If the past is a foreign country, who governs it? Who has the right, particularly in dealing with his parents and siblings, to patent very private memories, and sell them to the public? These are questions that generally nag at the readers of family memoirs, and it is a measure of the quality of The Music Room that it does not provoke them. William Fiennes is driven neither by self-indulgence nor a desire to rub salt into old wounds, but by an urge to comprehend and dignify the past, in its joys and its sorrows; to give it shape and meaning.

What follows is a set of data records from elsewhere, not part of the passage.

//! Error types for the mirror engine.

use crate::engine::ReconciliationSummary;
use crate::executor::Intent;
use listmirror_protocol::{ListHandle, Subject};
use serde::Serialize;
use std::fmt;
use thiserror::Error;

/// Result type for calls to the remote service.
pub type ServiceResult<T> = Result<T, ServiceError>;

/// Result type for engine operations.
pub type MirrorResult<T> = Result<T, MirrorError>;

/// Failure signatures distinguished at the service boundary.
///
/// Every failure is classified exactly once, where the response is decoded.
/// Callers match on the kind and never re-inspect messages.
#[derive(Debug, Clone, Copy, PartialEq, Eq, Hash, Serialize)]
#[serde(rename_all = "snake_case")]
pub enum FailureKind {
    /// The record already exists.
    Duplicate,
    /// The record does not exist.
    NotFound,
    /// The service is throttling this account.
    RateLimited,
    /// Anything else.
    Other,
}

impl fmt::Display for FailureKind {
    fn fmt(&self, f: &mut fmt::Formatter<'_>) -> fmt::Result {
        f.write_str(match self {
            FailureKind::Duplicate => "duplicate",
            FailureKind::NotFound => "not found",
            FailureKind::RateLimited => "rate limited",
            FailureKind::Other => "error",
        })
    }
}

/// A classified failure reported by the remote service.
#[derive(Error, Debug, Clone, PartialEq, Eq, Serialize)]
#[error("{kind}: {message}")]
pub struct ServiceError {
    /// Failure signature.
    pub kind: FailureKind,
    /// Detail reported by the service.
    pub message: String,
}

impl ServiceError {
    /// Creates an error of the given kind.
    pub fn new(kind: FailureKind, message: impl Into<String>) -> Self {
        Self {
            kind,
            message: message.into(),
        }
    }

    /// The record already exists.
    pub fn duplicate(message: impl Into<String>) -> Self {
        Self::new(FailureKind::Duplicate, message)
    }

    /// The record does not exist.
    pub fn not_found(message: impl Into<String>) -> Self {
        Self::new(FailureKind::NotFound, message)
    }

    /// The service is throttling requests.
    pub fn rate_limited(message: impl Into<String>) -> Self {
        Self::new(FailureKind::RateLimited, message)
    }

    /// Any other failure.
    pub fn other(message: impl Into<String>) -> Self {
        Self::new(FailureKind::Other, message)
    }

    /// Returns true if the service asked us to slow down.
    pub fn is_rate_limited(&self) -> bool {
        self.kind == FailureKind::RateLimited
    }
}

/// A single addition or removal that failed for a reason other than
/// throttling. Recorded in the run summary; never aborts the run.
#[derive(Error, Debug, Clone, PartialEq, Eq, Serialize)]
#[error("{action} {subject} failed: {source}")]
pub struct PerItemError {
    /// The member being added or removed.
    pub subject: Subject,
    /// What was attempted.
    pub action: Intent,
    /// The service failure.
    #[serde(rename = "error")]
    pub source: ServiceError,
}

/// Errors that end a reconciliation run.
#[derive(Error, Debug)]
pub enum MirrorError {
    /// A membership read could not complete. No partial set is trusted.
    #[error("failed to read list {list}: {source}")]
    Retrieval {
        /// The list being read.
        list: ListHandle,
        /// The failure that stopped the read.
        source: ServiceError,
    },

    /// The mirror list could not be found or created.
    #[error("failed to resolve mirror list {name:?}: {reason}")]
    Resolution {
        /// The mirror name being resolved.
        name: String,
        /// What went wrong.
        reason: String,
        /// Underlying service failure, if any.
        source: Option<ServiceError>,
    },

    /// The service kept throttling; the run stopped early.
    ///
    /// This is an expected operating condition. The next scheduled run
    /// picks up where this one stopped.
    #[error("rate limited {attempts} times in a row during {operation}; run stopped early")]
    ThrottleExhausted {
        /// The call that was being retried.
        operation: String,
        /// Consecutive throttled attempts.
        attempts: u32,
        /// Progress made before the run stopped.
        summary: Box<ReconciliationSummary>,
    },

    /// Authentication failed.
    #[error("session error: {0}")]
    Session(String),

    /// The configuration is unusable.
    #[error("invalid configuration: {0}")]
    Config(String),

    /// A run was requested while another is in progress.
    #[error("invalid state transition from {from:?} to {to:?}")]
    InvalidStateTransition {
        /// Current state.
        from: String,
        /// Attempted target state.
        to: String,
    },
}

impl MirrorError {
    /// Throttle exhaustion with no progress recorded yet.
    pub fn throttle_exhausted(operation: impl Into<String>, attempts: u32) -> Self {
        Self::ThrottleExhausted {
            operation: operation.into(),
            attempts,
            summary: Box::default(),
        }
    }

    /// Resolution failure caused by the service.
    pub fn resolution(name: impl Into<String>, source: ServiceError) -> Self {
        Self::Resolution {
            name: name.into(),
            reason: source.to_string(),
            source: Some(source),
        }
    }

    /// Returns true if the run should be reported as a non-failure.
    pub fn is_benign(&self) -> bool {
        matches!(self, MirrorError::ThrottleExhausted { .. })
    }

    /// The partial summary carried by a throttle abort.
    pub fn partial_summary(&self) -> Option<&ReconciliationSummary> {
        match self {
            MirrorError::ThrottleExhausted { summary, .. } => Some(summary),
            _ => None,
        }
    }
}
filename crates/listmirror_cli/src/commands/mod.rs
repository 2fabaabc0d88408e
//! CLI command implementations.

pub mod sync;
impl<S: ListService> MirrorEngine<S> {
    /// Creates an engine acting as `account`.
    pub fn new(config: MirrorConfig, service: S, account: Did) -> Self {
        Self::with_shared_service(config, Arc::new(service), account)
    }

    /// Creates an engine over a shared service.
    pub fn with_shared_service(config: MirrorConfig, service: Arc<S>, account: Did) -> Self {
        Self {
            config,
            service,
            account,
            state: RwLock::new(EngineState::Idle),
        }
    }

    /// Gets the current state.
    pub fn state(&self) -> EngineState {
        *self.state.read()
    }

    /// The run configuration.
    pub fn config(&self) -> &MirrorConfig {
        &self.config
    }

    /// The account that owns the mirror.
    pub fn account(&self) -> &Did {
        &self.account
    }

    fn set_state(&self, state: EngineState) {
        *self.state.write() = state;
    }

    fn begin_run(&self) -> MirrorResult<RunGuard<'_>> {
        let mut state = self.state.write();
        if !state.can_start_run() {
            return Err(MirrorError::InvalidStateTransition {
                from: format!("{:?}", *state),
                to: format!("{:?}", EngineState::Resolving),
            });
        }
        *state = EngineState::Resolving;
        Ok(RunGuard {
            state: &self.state,
            finished: false,
        })
    }

    /// Performs one reconciliation run.
    ///
    /// Returns the summary on success. When sustained throttling ends the
    /// run early the error is [`MirrorError::ThrottleExhausted`], which
    /// carries the partial summary and is [benign](MirrorError::is_benign).
    pub async fn run(&self) -> MirrorResult<ReconciliationSummary> {
        self.config.validate()?;
        let guard = self.begin_run()?;

        let start = Instant::now();
        let executor = RateLimitedExecutor::new(self.config.throttle.clone());
        let mut summary = ReconciliationSummary {
            dry_run: self.config.dry_run,
            ..Default::default()
        };

        info!(
            source = %self.config.source_list,
            mirror_name = %self.config.mirror_name,
            dry_run = self.config.dry_run,
            "Starting reconciliation"
        );
        let result = self.reconcile(&executor, &mut summary).await;
        summary.duration_ms = start.elapsed().as_millis() as u64;

        match result {
            Ok(()) => {
                guard.finish(EngineState::Completed);
                info!(
                    added = summary.added,
                    removed = summary.removed,
                    already_present = summary.already_present,
                    already_absent = summary.already_absent,
                    failed = summary.failed.len(),
                    duration_ms = summary.duration_ms,
                    "Reconciliation complete"
                );
                Ok(summary)
            }
            Err(MirrorError::ThrottleExhausted {
                operation,
                attempts,
                ..
            }) => {
                summary.aborted = true;
                guard.finish(EngineState::Aborted);
                warn!(
                    operation = %operation,
                    attempts,
                    added = summary.added,
                    removed = summary.removed,
                    skipped = summary.skipped,
                    "Reconciliation stopped early by rate limiting"
                );
                Err(MirrorError::ThrottleExhausted {
                    operation,
                    attempts,
                    summary: Box::new(summary),
                })
            }
            Err(err) => {
                guard.finish(EngineState::Failed);
                error!(error = %err, "Reconciliation failed");
                Err(err)
            }
        }
    }

    async fn reconcile(
        &self,
        executor: &RateLimitedExecutor,
        summary: &mut ReconciliationSummary,
    ) -> MirrorResult<()> {
        let config = &self.config;
        let service = self.service.as_ref();

        // Resolve the mirror once; the handle is reused for the whole run.
        let mut throttle = ThrottleState::default();
        let resolved = MirrorResolver::new(service, executor, &self.account, config)
            .resolve_or_create_with(&config.mirror_name, &mut throttle)
            .await;
        summary.throttle_hits += throttle.total;
        let mirror = resolved?;
        summary.mirror = Some(mirror.handle.clone());
        summary.mirror_created = mirror.created;

        self.set_state(EngineState::Reading);
        let reader = ListReader::new(service, executor, config.page_size);
        let source = self.read(&reader, &config.source_list, summary).await?;
        let current = if mirror.created {
            debug!(mirror = %mirror.handle, "Mirror was just created, treating it as empty");
            MembershipSet::new()
        } else {
            self.read(&reader, &mirror.handle, summary).await?
        };
        summary.source_count = source.len();
        summary.mirror_count = current.len();

        let plan = diff(&source, &current);
        summary.planned_additions = plan.to_add().len();
        summary.planned_removals = plan.to_remove().len();
        info!(
            source_members = source.len(),
            mirror_members = current.len(),
            to_add = summary.planned_additions,
            to_remove = summary.planned_removals,
            "Computed membership diff"
        );

        if config.dry_run {
            for subject in plan.to_add() {
                info!(subject = %subject, "Would add");
            }
            for subject in plan.to_remove() {
                info!(subject = %subject, "Would remove");
            }
            return Ok(());
        }

        let (to_add, to_remove) = plan.into_parts();
        let runner = BatchRunner::new(config.batch_size, config.batch_pause);
        let handle = &mirror.handle;

        if !to_add.is_empty() {
            self.set_state(EngineState::Adding);
            let report = runner
                .run(
                    to_add,
                    || executor.is_halted(),
                    |subject| self.add_member(executor, handle, subject),
                )
                .await;
            debug!(batches = report.batches, "Additions submitted");
            summary.fold(Intent::Add, report);
        }

        if executor.is_halted() {
            summary.skipped += to_remove.len();
            return Err(executor.exhausted_error(ServiceOp::CreateRecord.name()));
        }

        if !to_remove.is_empty() {
            self.set_state(EngineState::Removing);
            let report = runner
                .run(
                    to_remove,
                    || executor.is_halted(),
                    |subject| self.remove_member(executor, handle, subject),
                )
                .await;
            debug!(batches = report.batches, "Removals submitted");
            summary.fold(Intent::Remove, report);
        }

        if executor.is_halted() {
            return Err(executor.exhausted_error(ServiceOp::DeleteRecord.name()));
        }
        Ok(())
    }

    async fn read(
        &self,
        reader: &ListReader<'_, S>,
        list: &ListHandle,
        summary: &mut ReconciliationSummary,
    ) -> MirrorResult<MembershipSet> {
        let mut throttle = ThrottleState::default();
        let members = reader.fetch_membership_with(list, &mut throttle).await;
        summary.throttle_hits += throttle.total;
        members
    }

    async fn add_member(
        &self,
        executor: &RateLimitedExecutor,
        mirror: &ListHandle,
        subject: Subject,
    ) -> ItemReport {
        let record = Record::ListItem(ListItemRecord::new(subject.clone(), mirror, Utc::now()));
        let mut throttle = ThrottleState::default();

        let execution = executor
            .execute(
                Intent::Add,
                &mut throttle,
                ServiceOp::CreateRecord.name(),
                || self.service.create_record(&self.account, &record),
            )
            .await;

        ItemReport {
            outcome: settle(Intent::Add, subject, execution),
            throttle_hits: throttle.total,
        }
    }

    async fn remove_member(
        &self,
        executor: &RateLimitedExecutor,
        mirror: &ListHandle,
        subject: Subject,
    ) -> ItemReport {
        let mut throttle = ThrottleState::default();

        let outcome = match self
            .locate_member(executor, &mut throttle, mirror, &subject)
            .await
        {
            Ok(Some(rkey)) => {
                let execution = executor
                    .execute(
                        Intent::Remove,
                        &mut throttle,
                        ServiceOp::DeleteRecord.name(),
                        || {
                            self.service
                                .delete_record(&self.account, Collection::ListItem, &rkey)
                        },
                    )
                    .await;
                settle(Intent::Remove, subject, execution)
            }
            Ok(None) => {
                debug!(subject = %subject, "No membership record to delete");
                MutationOutcome::AlreadyInDesiredState
            }
            Err(Interrupted::Failed(source)) => {
                settle(Intent::Remove, subject, Execution::<()>::Failed(source))
            }
            Err(Interrupted::Halted(halt)) => {
                settle(Intent::Remove, subject, Execution::<()>::Halted(halt))
            }
        };

        ItemReport {
            outcome,
            throttle_hits: throttle.total,
        }
    }

    /// Finds the key of the record placing `subject` in `mirror`, reading
    /// the account's membership records until the first match.
    async fn locate_member(
        &self,
        executor: &RateLimitedExecutor,
        throttle: &mut ThrottleState,
        mirror: &ListHandle,
        subject: &Subject,
    ) -> Result<Option<RecordKey>, Interrupted> {
        let mut cursor: Option<String> = None;
        let mut trail = CursorTrail::default();

        loop {
            let page = executor
                .execute(
                    Intent::Read,
                    throttle,
                    ServiceOp::ListRecords.name(),
                    || {
                        self.service.list_records(
                            &self.account,
                            Collection::ListItem,
                            cursor.as_deref(),
                            self.config.page_size,
                        )
                    },
                )
                .await
                .into_result()?;

            let found = page.records.iter().find(|record| {
                record
                    .as_list_item()
                    .is_some_and(|item| item.places(subject, mirror))
            });
            if let Some(record) = found {
                return Ok(Some(record.uri.rkey().clone()));
            }

            match trail.advance(page.cursor) {
                NextPage::Fetch(next) => cursor = Some(next),
                NextPage::Done => return Ok(None),
                NextPage::Revisited(next) => {
                    warn!(cursor = %next, "Cursor was already visited, stopping record lookup");
                    return Ok(None);
                }
            }
        }
    }
}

This is, essentially, a prequel to The Snow Geese, Fiennes’s highly-acclaimed, prize-winning first book in which he recorded a journey, both physical and spiritual, undertaken in his late twenties. The Music Room reaches further into his past, exploring his childhood and adolescence in the moated Oxfordshire castle in which his forebears have lived since the 14th century. Without a whiff of snobbery, he conjures up an Arcadian infancy. In springtime, he soars on his swing up into the branches of the copper beech, where ‘the young leaves were translucent and looked like the skins of red grapes stretched on fish bones’. In summer, a local school comes to perform Twelfth Night in the garden, and the moat becomes the sea around Illyria. At night, in bed, he listens to his mother practising her viola, ‘each scale like someone coming up the stairs, then going down them again on second thoughts’. Fiennes has a poet’s gift for creating images that are fresh and original, and yet so natural as to seem almost inevitable. His narrative glides from the past to the present tense, as his memories absorb him.
But in this idyll, there is anguish. Fiennes’s elder brother, Thomas, was killed in an accident two years before Fiennes was born.